On Saturday, as England came out to bat, the task was cut out for India. The cloud cover that had caused considerable damage to India’s fortunes with the bat a day ago had disappeared. With a modest first innings total of 107 on board, India did not have much to work with. However, a terrific spell from pacer Mohammad Shami gave India a chance of staging a fightback.

But, India were guilty of letting the game slip as Jonny Bairstow and Chris Woakes shared a 189-run stand for the sixth wicket to steer England towards a commanding lead.

The field turned defensive the moment England got off to a steady start. India had momentum on their side just towards end of the morning session but could not maintain the pressure post-lunch since Kohli chose to revert to a conservative field the moment Bairstow and Woakes got going.

Questionable choices

The problems had started with the team selection itself. The decision to include two spinners even after seeing a whole day getting washed out due to rain was a call that not many other skippers would have made.

And Kohli’s captaincy was found wanting for most part of the day. While his decision to play two spinners in the playing XI backfired, it was the marshalling of the troops available in the middle that was clearly below-par.

Star spinner R Ashwin came into bowl as late as the 39th over. But, when he did it was from the pavilion end and not from the nursery end that could have allowed him to gain assistance from the famous Lord’s slope.

Ashwin had shown a lot of effectiveness against left-handers. The off-spinner had Alastair Cook’s number in Birmingham. While the England opener fell early in the innings there was no reason to believe Ashwin could not provide a breakthrough as England got off to a steady start.

Even in Edgbaston, Kohli had come for some criticism from former England skipper Nasser Hussain for removing Ashwin out of the attack even as left-handed Sam Curran came into bat during England’s second innings, thereby letting slip the momentum. Curran went onto play a match-winning 63-run knock.

On Saturday, the decision to not use Ashwin early seemed bizarre. In fact, Kohli introduced Kuldeep early but the young chinaman bowler seemed overawed by the occasion. He failed to turn up.

The act of handing the ball to Kuldeep ahead of Ashwin proved that the left-arm spinner was part of the team’s strategy. We are not privy to information of who concocted the plan but Kohli is the captain and takes the blame.

Need a more inclusive approach

Over the past few months, experts and former players have wondered whether Kohli takes any advice from seniors in his team. At face value, it appears not many question his calls even if they are not ideal.

In the post-match analysis show, former India skipper Sourav Ganguly and Sanjay Manjrekar felt Kohli was missing team-mates who speak their minds.

Ganguly was critical of the way Kohli went about his day and felt the Indian skipper did not provide his bowlers with ideal field placings.

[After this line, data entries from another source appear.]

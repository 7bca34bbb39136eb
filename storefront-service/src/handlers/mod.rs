//! HTTP handlers and routing

pub mod categories;
pub mod health;
pub mod products;
pub mod users;

use axum::extract::Multipart;
use axum::routing::get;
use axum::Router;

use crate::error::{Error, Result};
use crate::state::AppState;

/// Build the full application router
pub fn router() -> Router<AppState> {
    Router::new()
        .route("/health", get(health::health))
        .nest("/api/users", users::routes())
        .nest("/api/categories", categories::routes())
        .nest("/api/products", products::routes())
}

/// Pull the first file field out of a multipart upload
///
/// Returns the client-supplied file name and the raw bytes. An upload
/// with no file field is treated the same as an empty file.
pub(crate) async fn read_image_field(multipart: &mut Multipart) -> Result<(String, Vec<u8>)> {
    while let Some(field) = multipart
        .next_field()
        .await
        .map_err(|e| Error::BadRequest(format!("Invalid multipart payload: {e}")))?
    {
        let Some(file_name) = field.file_name().map(str::to_string) else {
            continue;
        };
        let data = field
            .bytes()
            .await
            .map_err(|e| Error::BadRequest(format!("Invalid multipart payload: {e}")))?;
        return Ok((file_name, data.to_vec()));
    }

    Err(Error::BadRequest(
        "Image file should not be empty!".to_string(),
    ))
}

#[cfg(test)]
mod tests {
    use super::*;

    #[test]
    fn test_router_builds() {
        let _router: Router<AppState> = router();
    }
}
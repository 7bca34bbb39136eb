//! User rows and representations

use chrono::{DateTime, Utc};
use serde::{Deserialize, Serialize};

/// A user row as stored in Postgres
#[derive(Debug, Clone, sqlx::FromRow)]
pub struct UserRow {
    pub id: String,
    pub name: String,
    pub email: String,
    pub password: String,
    pub gender: Option<String>,
    pub about: Option<String>,
    pub image: Option<String>,
    pub created_by: Option<String>,
    pub updated_by: Option<String>,
    pub created_at: DateTime<Utc>,
    pub updated_at: DateTime<Utc>,
}

/// Public representation of a user
///
/// The password column never leaves the service; it has no field here.
#[derive(Debug, Clone, Serialize, Deserialize)]
#[serde(rename_all = "camelCase")]
pub struct UserDto {
    pub id: String,
    pub name: String,
    pub email: String,
    pub gender: Option<String>,
    pub about: Option<String>,
    pub image: Option<String>,
}

impl UserDto {
    /// Explicit field-by-field copy from the storage row
    pub fn from_row(row: UserRow) -> Self {
        Self {
            id: row.id,
            name: row.name,
            email: row.email,
            gender: row.gender,
            about: row.about,
            image: row.image,
        }
    }
}

/// Payload for creating a user
#[derive(Debug, Clone, Deserialize)]
#[serde(rename_all = "camelCase")]
pub struct CreateUser {
    pub name: String,
    pub email: String,
    pub password: String,
    pub gender: Option<String>,
    pub about: Option<String>,
}

/// Payload for updating a user
#[derive(Debug, Clone, Deserialize)]
#[serde(rename_all = "camelCase")]
pub struct UpdateUser {
    pub name: String,
    pub email: String,
    pub password: String,
    pub gender: Option<String>,
    pub about: Option<String>,
}

#[cfg(test)]
mod tests {
    use super::*;

    fn row() -> UserRow {
        UserRow {
            id: "u1".to_string(),
            name: "Alice".to_string(),
            email: "alice@example.com".to_string(),
            password: "hunter2".to_string(),
            gender: Some("female".to_string()),
            about: None,
            image: Some("abc.png".to_string()),
            created_by: None,
            updated_by: None,
            created_at: Utc::now(),
            updated_at: Utc::now(),
        }
    }

    #[test]
    fn test_dto_copies_fields() {
        let dto = UserDto::from_row(row());
        assert_eq!(dto.id, "u1");
        assert_eq!(dto.name, "Alice");
        assert_eq!(dto.email, "alice@example.com");
        assert_eq!(dto.image, Some("abc.png".to_string()));
    }

    #[test]
    fn test_password_never_serialized() {
        let dto = UserDto::from_row(row());
        let json = serde_json::to_string(&dto).unwrap();
        assert!(!json.contains("password"));
        assert!(!json.contains("hunter2"));
    }
}
//! Category rows and representations

use chrono::{DateTime, Utc};
use serde::{Deserialize, Serialize};

/// A category row as stored in Postgres
#[derive(Debug, Clone, sqlx::FromRow)]
pub struct CategoryRow {
    pub id: String,
    pub title: String,
    pub description: String,
    pub cover_image: Option<String>,
    pub created_by: Option<String>,
    pub updated_by: Option<String>,
    pub created_at: DateTime<Utc>,
    pub updated_at: DateTime<Utc>,
}

/// Public representation of a category
#[derive(Debug, Clone, Serialize, Deserialize)]
#[serde(rename_all = "camelCase")]
pub struct CategoryDto {
    pub id: String,
    pub title: String,
    pub description: String,
    pub cover_image: Option<String>,
}

impl CategoryDto {
    /// Explicit field-by-field copy from the storage row
    pub fn from_row(row: CategoryRow) -> Self {
        Self {
            id: row.id,
            title: row.title,
            description: row.description,
            cover_image: row.cover_image,
        }
    }
}

/// Payload for creating a category
#[derive(Debug, Clone, Deserialize)]
#[serde(rename_all = "camelCase")]
pub struct CreateCategory {
    pub title: String,
    pub description: String,
}

/// Payload for updating a category
#[derive(Debug, Clone, Deserialize)]
#[serde(rename_all = "camelCase")]
pub struct UpdateCategory {
    pub title: String,
    pub description: String,
}

#[cfg(test)]
mod tests {
    use super::*;

    #[test]
    fn test_dto_copies_fields() {
        let row = CategoryRow {
            id: "c1".to_string(),
            title: "Beauty Products".to_string(),
            description: "Creams and such".to_string(),
            cover_image: None,
            created_by: None,
            updated_by: None,
            created_at: Utc::now(),
            updated_at: Utc::now(),
        };
        let dto = CategoryDto::from_row(row);
        assert_eq!(dto.id, "c1");
        assert_eq!(dto.title, "Beauty Products");
        assert!(dto.cover_image.is_none());
    }
}
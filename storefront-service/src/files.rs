//! Image storage on the local filesystem
//!
//! Uploaded images land under one subdirectory per entity kind, renamed
//! to a generated UUID so uploads never collide or overwrite each other.

use std::path::{Path, PathBuf};

use uuid::Uuid;

use crate::error::{Error, Result};
use crate::listing::EntityKind;

/// Extensions accepted for uploads, matched case-insensitively
const ALLOWED_EXTENSIONS: [&str; 3] = ["jpeg", "jpg", "png"];

/// Filesystem-backed image store
#[derive(Debug, Clone)]
pub struct ImageStore {
    root: PathBuf,
}

impl ImageStore {
    pub fn new(root: PathBuf) -> Self {
        Self { root }
    }

    /// Persist an uploaded image and return its stored file name
    ///
    /// The original name only contributes its extension; the stored name
    /// is a fresh UUID.
    pub async fn save(&self, kind: EntityKind, original_name: &str, data: &[u8]) -> Result<String> {
        if data.is_empty() {
            return Err(Error::BadRequest(
                "Image file should not be empty!".to_string(),
            ));
        }

        let extension = validate_extension(original_name)?;
        let file_name = format!("{}.{}", Uuid::new_v4(), extension);

        let dir = self.root.join(kind.collection());
        tokio::fs::create_dir_all(&dir).await?;

        let path = dir.join(&file_name);
        tokio::fs::write(&path, data).await?;

        tracing::info!(
            kind = kind.as_str(),
            file = %file_name,
            bytes = data.len(),
            "Image stored"
        );

        Ok(file_name)
    }

    /// Read a stored image back, along with its content type
    pub async fn load(&self, kind: EntityKind, file_name: &str) -> Result<(Vec<u8>, &'static str)> {
        // Stored names are UUID-based; anything with a path separator is
        // not ours.
        if file_name.contains('/') || file_name.contains('\\') || file_name.contains("..") {
            return Err(Error::NotFound(format!("Image not found: {}", file_name)));
        }

        let path = self.root.join(kind.collection()).join(file_name);
        let data = match tokio::fs::read(&path).await {
            Ok(data) => data,
            Err(e) if e.kind() == std::io::ErrorKind::NotFound => {
                return Err(Error::NotFound(format!("Image not found: {}", file_name)));
            }
            Err(e) => return Err(e.into()),
        };

        Ok((data, content_type_for(&path)))
    }
}

/// Check the extension against the allow list and return it lowercased
fn validate_extension(file_name: &str) -> Result<String> {
    let extension = Path::new(file_name)
        .extension()
        .and_then(|ext| ext.to_str())
        .map(|ext| ext.to_ascii_lowercase());

    match extension {
        Some(ext) if ALLOWED_EXTENSIONS.contains(&ext.as_str()) => Ok(ext),
        _ => Err(Error::BadRequest(
            "File extensions other than .jpeg, .jpg, .png are not allowed".to_string(),
        )),
    }
}

fn content_type_for(path: &Path) -> &'static str {
    match path.extension().and_then(|ext| ext.to_str()) {
        Some("png") => "image/png",
        _ => "image/jpeg",
    }
}

#[cfg(test)]
mod tests {
    use super::*;

    fn store() -> (tempfile::TempDir, ImageStore) {
        let dir = tempfile::tempdir().unwrap();
        let store = ImageStore::new(dir.path().to_path_buf());
        (dir, store)
    }

    #[tokio::test]
    async fn test_save_and_load_round_trip() {
        let (_dir, store) = store();
        let name = store
            .save(EntityKind::Product, "photo.PNG", b"fake image bytes")
            .await
            .unwrap();

        assert!(name.ends_with(".png"));

        let (data, content_type) = store.load(EntityKind::Product, &name).await.unwrap();
        assert_eq!(data, b"fake image bytes");
        assert_eq!(content_type, "image/png");
    }

    #[tokio::test]
    async fn test_save_rejects_empty_file() {
        let (_dir, store) = store();
        let err = store
            .save(EntityKind::User, "photo.png", b"")
            .await
            .unwrap_err();
        assert!(err.to_string().contains("should not be empty"));
    }

    #[tokio::test]
    async fn test_save_rejects_disallowed_extension() {
        let (_dir, store) = store();
        let err = store
            .save(EntityKind::Category, "malware.exe", b"data")
            .await
            .unwrap_err();
        assert!(err
            .to_string()
            .contains("File extensions other than .jpeg, .jpg, .png are not allowed"));
    }

    #[tokio::test]
    async fn test_load_missing_file_is_not_found() {
        let (_dir, store) = store();
        let err = store
            .load(EntityKind::User, "does-not-exist.png")
            .await
            .unwrap_err();
        assert!(matches!(err, Error::NotFound(_)));
    }

    #[tokio::test]
    async fn test_load_rejects_path_traversal() {
        let (_dir, store) = store();
        let err = store
            .load(EntityKind::User, "../../etc/passwd")
            .await
            .unwrap_err();
        assert!(matches!(err, Error::NotFound(_)));
    }

    #[test]
    fn test_validate_extension_is_case_insensitive() {
        assert_eq!(validate_extension("a.JPEG").unwrap(), "jpeg");
        assert_eq!(validate_extension("a.Jpg").unwrap(), "jpg");
        assert!(validate_extension("a.gif").is_err());
        assert!(validate_extension("no-extension").is_err());
    }
}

He lamented on the fact that the team lacked characters who could go up to Kohli and speak their mind. He reflected on his side that included the likes of Sachin Tendulkar, Rahul Dravid and Anil Kumble, among others.

Other than MS Dhoni not many have the standing to question Kohli. Ashwin comes close but not many others. Dhoni not being part of the Test set up means Kohli is on his own. His insistence on controlling even who will coach the side has already made it clear that he calls the shots.

There is no doubt that Kohli, the batsman, is peerless and needs little to prove. The same can’t be said of Kohli, the captain. In Tests, most of his success has come at home. The series against England is one of the key moments in his career that’ll be looked back upon as a landmark event.

So far, though, the India skipper has been behind the eight ball when it comes to captaincy.

With two days left in the Lord’s Test, India have a mountain to climb if they are to get a favourable result from this game. Kohli, the batsman will be key to making this a reality and he will hopefully steer clear of inputs from Kohli, the captain.